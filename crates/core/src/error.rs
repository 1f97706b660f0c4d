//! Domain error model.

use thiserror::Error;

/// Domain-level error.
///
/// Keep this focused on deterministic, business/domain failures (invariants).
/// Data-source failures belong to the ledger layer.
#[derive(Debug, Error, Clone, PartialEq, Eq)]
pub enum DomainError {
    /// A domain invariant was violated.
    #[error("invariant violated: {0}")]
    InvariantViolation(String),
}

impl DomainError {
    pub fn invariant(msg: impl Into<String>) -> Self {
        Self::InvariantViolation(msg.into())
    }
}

______________________________

■ What you will do
When you reach the end of the data above, set it all down again unchanged.

■ Task solution
filename crates/core/src/error.rs
repository 1f97706b660f0c4d
//! Domain error model.

use thiserror::Error;

/// Domain-level error.
///
/// Keep this focused on deterministic, business/domain failures (invariants).
/// Data-source failures belong to the ledger layer.
#[derive(Debug, Error, Clone, PartialEq, Eq)]
pub enum DomainError {
    /// A domain invariant was violated.
    #[error("invariant violated: {0}")]
    InvariantViolation(String),
}

impl DomainError {
    pub fn invariant(msg: impl Into<String>) -> Self {
        Self::InvariantViolation(msg.into())
    }
}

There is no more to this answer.